(Collected data)
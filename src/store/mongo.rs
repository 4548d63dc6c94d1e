//! # MongoDB Document Store
//!
//! Runs [`RecordFilter`] queries against one collection. A single deadline
//! covers the connectivity check, the find and the cursor drain; exceeding
//! it yields `StoreError::Timeout`. The client pools its connections and the
//! cursor is released when it drops, on success and on every error path.

use std::time::Duration;

use async_trait::async_trait;
use bson::{Bson, Document};
use chrono::{DateTime, Utc};
use futures_util::TryStreamExt;
use mongodb::{Client, Collection};

use super::document::DocumentStore;
use super::error::{StoreError, StoreResult};
use super::filter::{CreatedAtEncoding, RecordFilter};
use super::model::Record;

const STORE_NAME: &str = "document store";

/// Connection settings for [`MongoDocumentStore`]
#[derive(Debug, Clone)]
pub struct MongoSettings {
    pub uri: String,
    pub database: String,
    pub collection: String,
    pub timeout: Duration,
    pub created_at_encoding: CreatedAtEncoding,
}

pub struct MongoDocumentStore {
    client: Client,
    collection: Collection<Document>,
    settings: MongoSettings,
}

impl MongoDocumentStore {
    /// Build a client for `settings.uri`
    ///
    /// Server connections are established lazily by the driver; this only
    /// parses the URI (resolving SRV records when present).
    pub async fn connect(settings: MongoSettings) -> StoreResult<Self> {
        let client = tokio::time::timeout(settings.timeout, Client::with_uri_str(&settings.uri))
            .await
            .map_err(|_| timeout(settings.timeout))?
            .map_err(|e| StoreError::Connection(e.to_string()))?;

        let collection = client
            .database(&settings.database)
            .collection::<Document>(&settings.collection);

        tracing::info!(
            database = %settings.database,
            collection = %settings.collection,
            encoding = ?settings.created_at_encoding,
            "document store client ready"
        );

        Ok(Self {
            client,
            collection,
            settings,
        })
    }

    async fn run_query(&self, filter: &RecordFilter) -> StoreResult<Vec<Record>> {
        self.client
            .database(&self.settings.database)
            .run_command(bson::doc! { "ping": 1 }, None)
            .await?;

        let query = filter.to_document(self.settings.created_at_encoding);
        let mut cursor = self.collection.find(query, None).await?;

        let mut records = Vec::new();
        while let Some(document) = cursor.try_next().await? {
            records.push(decode_record(document)?);
        }
        Ok(records)
    }
}

#[async_trait]
impl DocumentStore for MongoDocumentStore {
    async fn query(&self, filter: &RecordFilter) -> StoreResult<Vec<Record>> {
        tokio::time::timeout(self.settings.timeout, self.run_query(filter))
            .await
            .map_err(|_| timeout(self.settings.timeout))?
    }

    async fn close(&self) -> StoreResult<()> {
        tokio::time::timeout(self.settings.timeout, self.client.clone().shutdown())
            .await
            .map_err(|_| {
                StoreError::Shutdown(format!(
                    "client did not shut down within {}ms",
                    self.settings.timeout.as_millis()
                ))
            })
    }
}

fn timeout(after: Duration) -> StoreError {
    StoreError::Timeout {
        store: STORE_NAME,
        after,
    }
}

/// Decode one stored document into a [`Record`]
///
/// Absent or null fields become `None`; a field of the wrong type is a
/// decode error.
fn decode_record(document: Document) -> StoreResult<Record> {
    let created_at = match document.get("createdAt") {
        None | Some(Bson::Null) => None,
        Some(Bson::DateTime(at)) => Some(at.to_chrono()),
        Some(Bson::String(text)) => Some(parse_stored_timestamp(text).ok_or_else(|| {
            StoreError::Decode(format!("unrecognised createdAt timestamp '{}'", text))
        })?),
        Some(other) => {
            return Err(StoreError::Decode(format!(
                "createdAt has unexpected type {:?}",
                other.element_type()
            )))
        }
    };

    let key = match document.get("key") {
        None | Some(Bson::Null) => None,
        Some(Bson::String(key)) => Some(key.clone()),
        Some(other) => {
            return Err(StoreError::Decode(format!(
                "key has unexpected type {:?}",
                other.element_type()
            )))
        }
    };

    let total_count = match document.get("totalCount") {
        None | Some(Bson::Null) => None,
        Some(Bson::Int32(n)) => Some(i64::from(*n)),
        Some(Bson::Int64(n)) => Some(*n),
        Some(Bson::Double(n)) if n.fract() == 0.0 => Some(*n as i64),
        Some(other) => {
            return Err(StoreError::Decode(format!(
                "totalCount has unexpected value {}",
                other
            )))
        }
    };

    Ok(Record {
        created_at,
        key,
        total_count,
    })
}

/// Accepts RFC 3339 and the legacy `YYYY-MM-DD HH:MM:SS[.f] +0000 UTC` form
fn parse_stored_timestamp(text: &str) -> Option<DateTime<Utc>> {
    if let Ok(at) = DateTime::parse_from_rfc3339(text) {
        return Some(at.with_timezone(&Utc));
    }

    let trimmed = text.strip_suffix(" UTC").unwrap_or(text);
    DateTime::parse_from_str(trimmed, "%Y-%m-%d %H:%M:%S%.f %z")
        .ok()
        .map(|at| at.with_timezone(&Utc))
}

#[cfg(test)]
mod tests {
    use super::*;
    use bson::doc;
    use chrono::TimeZone;

    #[test]
    fn test_decode_native_record() {
        let at = Utc.with_ymd_and_hms(2016, 12, 13, 17, 8, 55).unwrap();
        let document = doc! {
            "_id": "5ee21587e07f053f990ceafd",
            "createdAt": bson::DateTime::from_chrono(at),
            "key": "TAKwGc6Jr4i8Z487",
            "totalCount": 2892_i32,
        };

        let record = decode_record(document).unwrap();
        assert_eq!(record, Record::new(at, "TAKwGc6Jr4i8Z487", 2892));
    }

    #[test]
    fn test_decode_legacy_timestamp() {
        let document = doc! { "createdAt": "2016-01-26 00:00:00 +0000 UTC" };

        let record = decode_record(document).unwrap();
        assert_eq!(
            record.created_at,
            Some(Utc.with_ymd_and_hms(2016, 1, 26, 0, 0, 0).unwrap())
        );
        assert_eq!(record.key, None);
        assert_eq!(record.total_count, None);
    }

    #[test]
    fn test_decode_rejects_wrong_types() {
        assert!(matches!(
            decode_record(doc! { "key": 12 }),
            Err(StoreError::Decode(_))
        ));
        assert!(matches!(
            decode_record(doc! { "totalCount": "many" }),
            Err(StoreError::Decode(_))
        ));
        assert!(matches!(
            decode_record(doc! { "createdAt": "yesterday" }),
            Err(StoreError::Decode(_))
        ));
    }

    #[test]
    fn test_decode_integral_double_count() {
        let record = decode_record(doc! { "totalCount": 120.0 }).unwrap();
        assert_eq!(record.total_count, Some(120));
    }

    #[tokio::test]
    async fn test_unreachable_server_hits_deadline() {
        let settings = MongoSettings {
            uri: "mongodb://127.0.0.1:1".to_string(),
            database: "db".to_string(),
            collection: "records".to_string(),
            timeout: Duration::from_millis(300),
            created_at_encoding: CreatedAtEncoding::Native,
        };
        let store = MongoDocumentStore::connect(settings).await.unwrap();

        let day = Utc.with_ymd_and_hms(2017, 1, 1, 0, 0, 0).unwrap();
        let result = store.query(&RecordFilter::new(day, day, 0, 10)).await;

        assert_eq!(
            result,
            Err(StoreError::Timeout {
                store: "document store",
                after: Duration::from_millis(300),
            })
        );
    }

    #[tokio::test]
    async fn test_connect_rejects_malformed_uri() {
        let settings = MongoSettings {
            uri: "not-a-mongo-uri".to_string(),
            database: "db".to_string(),
            collection: "records".to_string(),
            timeout: Duration::from_secs(1),
            created_at_encoding: CreatedAtEncoding::Native,
        };

        let result = MongoDocumentStore::connect(settings).await;
        assert!(matches!(result, Err(StoreError::Connection(_))));
    }
}
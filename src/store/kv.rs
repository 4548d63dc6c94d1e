//! # Key-Value Store
//!
//! `KeyValueStore` is the seam between the `/memory` handler and the backing
//! key-value service. Values never expire; a `set` overwrites silently and a
//! `get` that follows it observes the new value.

use std::collections::HashMap;
use std::sync::{PoisonError, RwLock};

use async_trait::async_trait;

use super::error::{StoreError, StoreResult};
use super::model::MemoryEntry;

/// String key-value store
#[async_trait]
pub trait KeyValueStore: Send + Sync {
    /// Store `value` under `key` with no expiration
    async fn set(&self, key: &str, value: &str) -> StoreResult<()>;

    /// Fetch the entry for `key`, or `StoreError::NotFound`
    async fn get(&self, key: &str) -> StoreResult<MemoryEntry>;
}

/// Process-local key-value store
#[derive(Debug, Default)]
pub struct InMemoryKeyValueStore {
    entries: RwLock<HashMap<String, String>>,
}

impl InMemoryKeyValueStore {
    pub fn new() -> Self {
        Self::default()
    }

    /// Number of stored keys, read through a poisoned lock if needed
    pub fn len(&self) -> usize {
        self.entries
            .read()
            .unwrap_or_else(PoisonError::into_inner)
            .len()
    }

    pub fn is_empty(&self) -> bool {
        self.len() == 0
    }
}

#[async_trait]
impl KeyValueStore for InMemoryKeyValueStore {
    async fn set(&self, key: &str, value: &str) -> StoreResult<()> {
        let mut entries = self
            .entries
            .write()
            .map_err(|e| StoreError::Connection(e.to_string()))?;
        entries.insert(key.to_string(), value.to_string());
        Ok(())
    }

    async fn get(&self, key: &str) -> StoreResult<MemoryEntry> {
        let entries = self
            .entries
            .read()
            .map_err(|e| StoreError::Connection(e.to_string()))?;

        entries
            .get(key)
            .map(|value| MemoryEntry::new(key, value.clone()))
            .ok_or_else(|| StoreError::NotFound(key.to_string()))
    }
}
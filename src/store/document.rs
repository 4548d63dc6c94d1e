//! # Document Store
//!
//! `DocumentStore` runs the compound range query behind `/db`. Results come
//! back in the store's natural iteration order; an empty result is a
//! success.

use std::sync::RwLock;

use async_trait::async_trait;

use super::error::{StoreError, StoreResult};
use super::filter::RecordFilter;
use super::model::Record;

/// Read-only record source
#[async_trait]
pub trait DocumentStore: Send + Sync {
    /// Return every record matching `filter`
    async fn query(&self, filter: &RecordFilter) -> StoreResult<Vec<Record>>;

    /// Release any resources held by the store
    async fn close(&self) -> StoreResult<()> {
        Ok(())
    }
}

/// Process-local document store, seeded up front
#[derive(Debug, Default)]
pub struct InMemoryDocumentStore {
    records: RwLock<Vec<Record>>,
}

impl InMemoryDocumentStore {
    pub fn new() -> Self {
        Self::default()
    }

    pub fn with_records(records: Vec<Record>) -> Self {
        Self {
            records: RwLock::new(records),
        }
    }

    /// Append a record; insertion order is the iteration order
    pub fn insert(&self, record: Record) -> StoreResult<()> {
        self.records
            .write()
            .map_err(|e| StoreError::Connection(e.to_string()))?
            .push(record);
        Ok(())
    }
}

#[async_trait]
impl DocumentStore for InMemoryDocumentStore {
    async fn query(&self, filter: &RecordFilter) -> StoreResult<Vec<Record>> {
        let records = self
            .records
            .read()
            .map_err(|e| StoreError::Connection(e.to_string()))?;

        Ok(records
            .iter()
            .filter(|record| filter.matches(record))
            .cloned()
            .collect())
    }
}
//! # HTTP Server
//!
//! Main HTTP server combining the `/memory`, `/db` and `/health` routers.

use std::net::SocketAddr;
use std::sync::Arc;

use axum::Router;
use tokio::net::TcpListener;
use tower_http::cors::{AllowOrigin, Any, CorsLayer};
use tower_http::trace::TraceLayer;

use crate::config::{ConfigError, ServerConfig};
use crate::store::{DocumentStore, InMemoryDocumentStore, InMemoryKeyValueStore, KeyValueStore};

use super::db_routes::{db_routes, DbState};
use super::health_routes::health_routes;
use super::memory_routes::{memory_routes, MemoryState};

/// Store handles injected into the handlers
#[derive(Clone)]
pub struct Stores {
    pub kv: Arc<dyn KeyValueStore>,
    pub documents: Arc<dyn DocumentStore>,
}

impl Stores {
    pub fn new(kv: Arc<dyn KeyValueStore>, documents: Arc<dyn DocumentStore>) -> Self {
        Self { kv, documents }
    }

    /// Empty process-local stores
    pub fn in_memory() -> Self {
        Self::new(
            Arc::new(InMemoryKeyValueStore::new()),
            Arc::new(InMemoryDocumentStore::new()),
        )
    }
}

/// HTTP server for the gateway
pub struct HttpServer {
    config: ServerConfig,
    router: Router,
    documents: Arc<dyn DocumentStore>,
}

impl HttpServer {
    /// Create a new HTTP server over the given stores
    pub fn with_config(config: ServerConfig, stores: Stores) -> Self {
        let router = Self::build_router(&config, &stores);
        Self {
            config,
            router,
            documents: stores.documents,
        }
    }

    /// Build the combined router with all endpoints
    fn build_router(config: &ServerConfig, stores: &Stores) -> Router {
        let memory_state = Arc::new(MemoryState::new(stores.kv.clone()));
        let db_state = Arc::new(DbState::new(stores.documents.clone()));

        let cors = if config.cors_origins.is_empty() {
            CorsLayer::new()
                .allow_origin(Any)
                .allow_methods(Any)
                .allow_headers(Any)
        } else {
            let origins: Vec<_> = config
                .cors_origins
                .iter()
                .filter_map(|s| s.parse().ok())
                .collect();

            CorsLayer::new()
                .allow_origin(AllowOrigin::list(origins))
                .allow_methods(Any)
                .allow_headers(Any)
        };

        Router::new()
            .merge(health_routes())
            .merge(memory_routes(memory_state))
            .merge(db_routes(db_state))
            .layer(TraceLayer::new_for_http())
            .layer(cors)
    }

    /// Address the listener binds to
    pub fn socket_addr(&self) -> Result<SocketAddr, ConfigError> {
        self.config.socket_addr()
    }

    /// Get the router (for testing)
    pub fn router(self) -> Router {
        self.router
    }

    /// Serve until a shutdown signal arrives, then release the document store
    pub async fn start(self) -> Result<(), std::io::Error> {
        let addr = self
            .socket_addr()
            .map_err(|e| std::io::Error::new(std::io::ErrorKind::InvalidInput, e.to_string()))?;

        let listener = TcpListener::bind(addr).await?;
        tracing::info!(%addr, "HTTP server listening");

        axum::serve(listener, self.router)
            .with_graceful_shutdown(shutdown_signal())
            .await?;

        tracing::info!("HTTP server stopped");
        if let Err(e) = self.documents.close().await {
            tracing::warn!(error = %e, "document store did not close cleanly");
        }

        Ok(())
    }
}

async fn shutdown_signal() {
    let ctrl_c = async {
        if let Err(e) = tokio::signal::ctrl_c().await {
            tracing::warn!(error = %e, "failed to listen for ctrl-c");
            std::future::pending::<()>().await;
        }
    };

    #[cfg(unix)]
    let terminate = async {
        match tokio::signal::unix::signal(tokio::signal::unix::SignalKind::terminate()) {
            Ok(mut signal) => {
                signal.recv().await;
            }
            Err(e) => {
                tracing::warn!(error = %e, "failed to listen for SIGTERM");
                std::future::pending::<()>().await;
            }
        }
    };

    #[cfg(not(unix))]
    let terminate = std::future::pending::<()>();

    tokio::select! {
        _ = ctrl_c => {},
        _ = terminate => {},
    }
    tracing::info!("shutdown signal received");
}
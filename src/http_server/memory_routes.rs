//! Key-Value HTTP Routes
//!
//! `/memory`: `GET ?key=<k>` reads a value, `POST {key, value}` writes one.
//! When `key` is repeated the last occurrence wins.

use std::sync::Arc;

use axum::{
    body::Bytes,
    extract::{Query, State},
    http::{Method, StatusCode, Uri},
    response::{IntoResponse, Response},
    routing::any,
    Router,
};

use crate::store::{KeyValueStore, MemoryEntry};

use super::response::{decode_json_body, json_response, MessageResponse};

// ==================
// Shared State
// ==================

/// Key-value state shared across handlers
pub struct MemoryState {
    pub store: Arc<dyn KeyValueStore>,
}

impl MemoryState {
    pub fn new(store: Arc<dyn KeyValueStore>) -> Self {
        Self { store }
    }
}

// ==================
// Errors
// ==================

/// Failures on `/memory`, each with a fixed client-facing message
#[derive(Debug, Clone, Copy, PartialEq, Eq)]
pub enum MemoryError {
    InvalidQueryVariable,
    KeyNotPresent,
    InvalidRequest,
    WriteFailed,
    MethodNotAllowed,
}

impl MemoryError {
    pub fn status_code(&self) -> StatusCode {
        match self {
            MemoryError::MethodNotAllowed => StatusCode::METHOD_NOT_ALLOWED,
            _ => StatusCode::BAD_REQUEST,
        }
    }

    pub fn message(&self) -> &'static str {
        match self {
            MemoryError::InvalidQueryVariable => "Invalid Query Variable",
            MemoryError::KeyNotPresent => "Key is not Present",
            MemoryError::InvalidRequest => "Invalid Request",
            MemoryError::WriteFailed => "Error During Write",
            MemoryError::MethodNotAllowed => "Request Method not Allowed",
        }
    }
}

impl IntoResponse for MemoryError {
    fn into_response(self) -> Response {
        json_response(self.status_code(), &MessageResponse::new(self.message()))
    }
}

// ==================
// Memory Routes
// ==================

/// Create key-value routes
pub fn memory_routes(state: Arc<MemoryState>) -> Router {
    Router::new()
        .route("/memory", any(memory_handler))
        .with_state(state)
}

async fn memory_handler(
    State(state): State<Arc<MemoryState>>,
    method: Method,
    uri: Uri,
    body: Bytes,
) -> Response {
    let result = match method {
        Method::GET => get_entry(&state, &uri).await,
        Method::POST => put_entry(&state, &body).await,
        _ => Err(MemoryError::MethodNotAllowed),
    };

    match result {
        Ok(entry) => json_response(StatusCode::OK, &entry),
        Err(err) => err.into_response(),
    }
}

/// Last value supplied for `key` in the query string, if any
pub fn last_key_param(uri: &Uri) -> Option<String> {
    let Query(pairs) = Query::<Vec<(String, String)>>::try_from_uri(uri).ok()?;
    pairs
        .into_iter()
        .filter(|(name, _)| name == "key")
        .map(|(_, value)| value)
        .last()
}

async fn get_entry(state: &MemoryState, uri: &Uri) -> Result<MemoryEntry, MemoryError> {
    let key = last_key_param(uri).ok_or(MemoryError::InvalidQueryVariable)?;

    state.store.get(&key).await.map_err(|e| {
        if e.is_not_found() {
            tracing::debug!(key = %key, "key not present");
        } else {
            tracing::warn!(key = %key, error = %e, "key-value read failed");
        }
        MemoryError::KeyNotPresent
    })
}

async fn put_entry(state: &MemoryState, body: &[u8]) -> Result<MemoryEntry, MemoryError> {
    let entry: MemoryEntry = decode_json_body(body).map_err(|e| {
        tracing::debug!(error = %e, "undecodable memory request body");
        MemoryError::InvalidRequest
    })?;

    if entry.key.is_empty() {
        return Err(MemoryError::InvalidRequest);
    }

    state
        .store
        .set(&entry.key, &entry.value)
        .await
        .map_err(|e| {
            tracing::warn!(key = %entry.key, error = %e, "key-value write failed");
            MemoryError::WriteFailed
        })?;

    Ok(entry)
}
//! # Store Errors
//!
//! Error taxonomy shared by the key-value and document store adapters.

use std::time::Duration;

use thiserror::Error;

/// Result type for store operations
pub type StoreResult<T> = Result<T, StoreError>;

/// Errors surfaced by the store adapters
#[derive(Debug, Clone, Error, PartialEq, Eq)]
pub enum StoreError {
    /// The requested key does not exist
    #[error("key not found: {0}")]
    NotFound(String),

    /// The store could not be reached
    #[error("connection error: {0}")]
    Connection(String),

    /// The operation did not finish within its deadline
    #[error("{store} timed out after {}ms", .after.as_millis())]
    Timeout {
        store: &'static str,
        after: Duration,
    },

    /// The store rejected or failed the query
    #[error("query error: {0}")]
    Query(String),

    /// A returned document could not be decoded into a record
    #[error("decode error: {0}")]
    Decode(String),

    /// Releasing the store's resources failed
    #[error("shutdown error: {0}")]
    Shutdown(String),
}

impl StoreError {
    /// Whether this is the distinguished not-found case
    pub fn is_not_found(&self) -> bool {
        matches!(self, StoreError::NotFound(_))
    }
}

impl From<redis::RedisError> for StoreError {
    fn from(err: redis::RedisError) -> Self {
        if err.is_io_error() || err.is_connection_refusal() || err.is_connection_dropped() {
            StoreError::Connection(err.to_string())
        } else {
            StoreError::Query(err.to_string())
        }
    }
}

impl From<mongodb::error::Error> for StoreError {
    fn from(err: mongodb::error::Error) -> Self {
        use mongodb::error::ErrorKind;

        match *err.kind {
            ErrorKind::ServerSelection { .. }
            | ErrorKind::Io(_)
            | ErrorKind::ConnectionPoolCleared { .. } => StoreError::Connection(err.to_string()),
            ErrorKind::BsonDeserialization(_) => StoreError::Decode(err.to_string()),
            _ => StoreError::Query(err.to_string()),
        }
    }
}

DIRECTIONS FOR THIS TASK
If a line in the entries above contains "order", report it.

REPLY TO THE EXERCISE
//! back in the store's natural iteration order; an empty result is a
    /// Append a record; insertion order is the iteration order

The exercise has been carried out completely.